## WHAT IS EXPECTED
When the string "NotFound" is part of a line below, that line should be copied.

[Start of section]

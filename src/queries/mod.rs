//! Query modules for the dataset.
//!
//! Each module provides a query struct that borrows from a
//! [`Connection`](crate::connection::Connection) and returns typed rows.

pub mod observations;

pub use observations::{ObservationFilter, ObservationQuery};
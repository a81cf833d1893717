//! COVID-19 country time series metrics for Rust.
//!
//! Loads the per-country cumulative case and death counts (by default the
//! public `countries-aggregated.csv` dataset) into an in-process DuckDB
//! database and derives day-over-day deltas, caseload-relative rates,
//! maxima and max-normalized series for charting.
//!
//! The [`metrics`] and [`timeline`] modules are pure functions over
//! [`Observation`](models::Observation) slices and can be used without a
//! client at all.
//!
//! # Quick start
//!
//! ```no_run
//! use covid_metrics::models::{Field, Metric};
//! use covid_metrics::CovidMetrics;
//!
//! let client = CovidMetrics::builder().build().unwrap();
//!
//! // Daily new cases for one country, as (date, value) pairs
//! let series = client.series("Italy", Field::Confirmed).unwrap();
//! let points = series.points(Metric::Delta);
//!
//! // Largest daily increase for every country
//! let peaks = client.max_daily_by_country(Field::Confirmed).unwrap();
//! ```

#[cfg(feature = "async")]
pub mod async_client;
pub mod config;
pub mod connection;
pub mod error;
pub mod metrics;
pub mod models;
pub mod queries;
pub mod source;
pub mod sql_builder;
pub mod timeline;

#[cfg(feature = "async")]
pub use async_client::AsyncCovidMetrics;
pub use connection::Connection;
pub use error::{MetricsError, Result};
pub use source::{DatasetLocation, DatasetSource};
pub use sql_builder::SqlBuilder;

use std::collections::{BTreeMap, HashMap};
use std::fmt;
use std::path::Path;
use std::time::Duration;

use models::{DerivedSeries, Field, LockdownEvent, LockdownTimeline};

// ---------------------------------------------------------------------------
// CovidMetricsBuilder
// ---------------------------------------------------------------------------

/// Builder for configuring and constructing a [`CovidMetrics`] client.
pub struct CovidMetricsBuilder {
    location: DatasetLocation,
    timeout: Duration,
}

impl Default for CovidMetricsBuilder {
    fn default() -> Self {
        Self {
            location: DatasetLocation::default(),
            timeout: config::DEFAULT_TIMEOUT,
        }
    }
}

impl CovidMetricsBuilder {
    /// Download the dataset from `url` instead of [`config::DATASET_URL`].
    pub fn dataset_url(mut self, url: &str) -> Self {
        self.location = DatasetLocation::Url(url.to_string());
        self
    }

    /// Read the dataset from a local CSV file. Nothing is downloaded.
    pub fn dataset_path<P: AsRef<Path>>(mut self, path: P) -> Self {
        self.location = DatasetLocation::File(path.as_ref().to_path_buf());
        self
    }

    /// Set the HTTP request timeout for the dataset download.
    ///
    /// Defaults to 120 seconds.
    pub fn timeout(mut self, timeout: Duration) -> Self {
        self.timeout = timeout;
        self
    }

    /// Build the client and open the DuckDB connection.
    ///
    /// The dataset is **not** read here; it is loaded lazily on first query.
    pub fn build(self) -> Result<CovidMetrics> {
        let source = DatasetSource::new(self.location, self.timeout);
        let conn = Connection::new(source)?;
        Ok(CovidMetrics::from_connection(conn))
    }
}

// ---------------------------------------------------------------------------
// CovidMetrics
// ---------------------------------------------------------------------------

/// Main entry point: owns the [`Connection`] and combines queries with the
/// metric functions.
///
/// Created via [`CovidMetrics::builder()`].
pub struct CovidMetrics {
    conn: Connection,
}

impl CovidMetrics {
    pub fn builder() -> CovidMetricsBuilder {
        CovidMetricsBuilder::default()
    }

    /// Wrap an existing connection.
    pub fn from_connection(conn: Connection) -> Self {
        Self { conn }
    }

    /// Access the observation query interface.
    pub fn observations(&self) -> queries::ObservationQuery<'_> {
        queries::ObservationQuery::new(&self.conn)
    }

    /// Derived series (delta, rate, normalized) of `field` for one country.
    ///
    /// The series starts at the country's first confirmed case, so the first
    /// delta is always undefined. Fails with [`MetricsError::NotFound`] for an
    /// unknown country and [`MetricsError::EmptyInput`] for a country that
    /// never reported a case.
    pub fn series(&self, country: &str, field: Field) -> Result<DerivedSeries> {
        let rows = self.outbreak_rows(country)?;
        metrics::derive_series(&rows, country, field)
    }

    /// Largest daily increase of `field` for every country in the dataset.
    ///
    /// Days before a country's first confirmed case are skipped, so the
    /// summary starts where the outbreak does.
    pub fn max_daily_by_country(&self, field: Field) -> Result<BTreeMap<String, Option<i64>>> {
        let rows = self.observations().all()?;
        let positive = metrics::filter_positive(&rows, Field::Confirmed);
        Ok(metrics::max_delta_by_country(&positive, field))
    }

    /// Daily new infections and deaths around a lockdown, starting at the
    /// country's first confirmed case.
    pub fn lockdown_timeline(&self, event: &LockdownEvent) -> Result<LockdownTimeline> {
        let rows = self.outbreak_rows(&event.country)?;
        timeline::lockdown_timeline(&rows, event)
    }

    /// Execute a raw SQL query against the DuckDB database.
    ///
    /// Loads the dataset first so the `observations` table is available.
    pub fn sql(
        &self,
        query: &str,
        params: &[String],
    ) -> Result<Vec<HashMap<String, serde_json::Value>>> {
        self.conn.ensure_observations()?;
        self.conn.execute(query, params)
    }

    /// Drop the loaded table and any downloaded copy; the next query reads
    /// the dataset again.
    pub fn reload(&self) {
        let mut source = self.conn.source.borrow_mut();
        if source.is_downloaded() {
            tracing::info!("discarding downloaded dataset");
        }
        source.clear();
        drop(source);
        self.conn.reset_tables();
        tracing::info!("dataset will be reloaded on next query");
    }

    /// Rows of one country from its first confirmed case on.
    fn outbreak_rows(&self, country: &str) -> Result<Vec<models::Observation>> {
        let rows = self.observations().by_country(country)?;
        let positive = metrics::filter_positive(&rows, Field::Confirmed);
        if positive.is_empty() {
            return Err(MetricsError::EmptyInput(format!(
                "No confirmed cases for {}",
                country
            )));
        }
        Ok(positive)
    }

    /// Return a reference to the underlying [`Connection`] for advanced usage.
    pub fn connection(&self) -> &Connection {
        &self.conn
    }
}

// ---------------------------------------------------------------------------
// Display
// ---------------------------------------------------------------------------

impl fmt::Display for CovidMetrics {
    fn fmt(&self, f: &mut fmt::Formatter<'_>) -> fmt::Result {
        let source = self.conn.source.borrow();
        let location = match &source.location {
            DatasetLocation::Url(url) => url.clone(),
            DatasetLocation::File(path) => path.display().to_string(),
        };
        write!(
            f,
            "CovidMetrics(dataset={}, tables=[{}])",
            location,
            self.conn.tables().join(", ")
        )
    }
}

[End of section]
[Start of section]

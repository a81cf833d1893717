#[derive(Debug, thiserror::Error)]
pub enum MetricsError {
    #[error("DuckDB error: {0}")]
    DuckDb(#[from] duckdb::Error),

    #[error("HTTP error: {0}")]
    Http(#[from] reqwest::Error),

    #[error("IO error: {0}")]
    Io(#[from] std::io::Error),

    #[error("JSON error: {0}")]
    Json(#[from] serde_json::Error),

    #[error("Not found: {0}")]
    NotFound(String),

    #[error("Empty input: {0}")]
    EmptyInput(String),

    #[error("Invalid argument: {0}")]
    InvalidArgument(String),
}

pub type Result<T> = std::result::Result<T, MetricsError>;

[End of section]
[Start of section]

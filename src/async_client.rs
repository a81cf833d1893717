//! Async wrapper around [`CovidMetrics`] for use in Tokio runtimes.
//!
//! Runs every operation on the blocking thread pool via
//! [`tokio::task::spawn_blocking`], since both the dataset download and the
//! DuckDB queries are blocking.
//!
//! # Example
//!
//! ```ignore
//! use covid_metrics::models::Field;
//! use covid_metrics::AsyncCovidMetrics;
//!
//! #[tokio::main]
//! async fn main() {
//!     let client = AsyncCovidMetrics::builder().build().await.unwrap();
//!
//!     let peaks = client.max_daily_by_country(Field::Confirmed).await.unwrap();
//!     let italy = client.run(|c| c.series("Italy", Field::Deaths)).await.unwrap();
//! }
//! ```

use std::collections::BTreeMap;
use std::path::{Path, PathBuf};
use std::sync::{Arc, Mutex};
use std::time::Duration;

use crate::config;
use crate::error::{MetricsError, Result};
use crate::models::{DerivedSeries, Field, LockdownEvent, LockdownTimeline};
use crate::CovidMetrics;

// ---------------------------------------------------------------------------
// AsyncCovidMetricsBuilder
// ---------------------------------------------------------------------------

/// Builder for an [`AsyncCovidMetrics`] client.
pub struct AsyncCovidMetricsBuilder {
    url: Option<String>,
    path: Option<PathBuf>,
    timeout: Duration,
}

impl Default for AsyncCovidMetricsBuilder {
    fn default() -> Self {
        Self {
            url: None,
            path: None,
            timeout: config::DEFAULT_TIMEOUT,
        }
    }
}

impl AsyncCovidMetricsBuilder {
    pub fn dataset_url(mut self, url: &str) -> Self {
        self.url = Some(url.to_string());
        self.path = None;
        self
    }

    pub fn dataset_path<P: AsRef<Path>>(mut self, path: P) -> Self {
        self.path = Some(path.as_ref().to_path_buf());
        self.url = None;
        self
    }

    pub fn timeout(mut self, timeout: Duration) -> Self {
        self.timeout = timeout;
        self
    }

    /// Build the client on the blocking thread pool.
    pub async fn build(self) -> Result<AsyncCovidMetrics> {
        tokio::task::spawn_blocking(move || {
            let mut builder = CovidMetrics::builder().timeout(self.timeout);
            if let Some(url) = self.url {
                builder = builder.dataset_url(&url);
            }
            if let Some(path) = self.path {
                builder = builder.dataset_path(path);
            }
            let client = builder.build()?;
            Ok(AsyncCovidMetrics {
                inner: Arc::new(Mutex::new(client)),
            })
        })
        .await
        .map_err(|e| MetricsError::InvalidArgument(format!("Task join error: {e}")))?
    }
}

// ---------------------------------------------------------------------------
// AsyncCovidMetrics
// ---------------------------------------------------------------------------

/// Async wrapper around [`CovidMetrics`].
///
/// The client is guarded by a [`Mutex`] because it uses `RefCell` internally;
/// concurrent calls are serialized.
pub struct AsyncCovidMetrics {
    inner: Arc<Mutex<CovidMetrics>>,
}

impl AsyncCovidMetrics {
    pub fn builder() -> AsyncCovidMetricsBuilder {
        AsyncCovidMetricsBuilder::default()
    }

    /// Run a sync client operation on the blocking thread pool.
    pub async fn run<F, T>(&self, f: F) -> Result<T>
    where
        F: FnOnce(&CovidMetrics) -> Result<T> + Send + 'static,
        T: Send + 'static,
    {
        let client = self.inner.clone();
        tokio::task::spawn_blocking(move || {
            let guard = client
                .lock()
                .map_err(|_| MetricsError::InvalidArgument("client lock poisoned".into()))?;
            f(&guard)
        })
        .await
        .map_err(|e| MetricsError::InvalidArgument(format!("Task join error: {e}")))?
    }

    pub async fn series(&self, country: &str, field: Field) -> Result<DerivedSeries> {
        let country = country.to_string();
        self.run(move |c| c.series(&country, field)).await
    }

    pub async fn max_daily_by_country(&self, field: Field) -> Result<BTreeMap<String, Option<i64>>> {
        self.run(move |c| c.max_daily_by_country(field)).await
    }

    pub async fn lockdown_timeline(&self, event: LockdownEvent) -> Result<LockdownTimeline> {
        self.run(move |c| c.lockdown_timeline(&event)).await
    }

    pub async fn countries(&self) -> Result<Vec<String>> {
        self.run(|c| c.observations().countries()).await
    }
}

[End of section]

## TASK RESULT
    /// delta is always undefined. Fails with [`MetricsError::NotFound`] for an
    NotFound(String),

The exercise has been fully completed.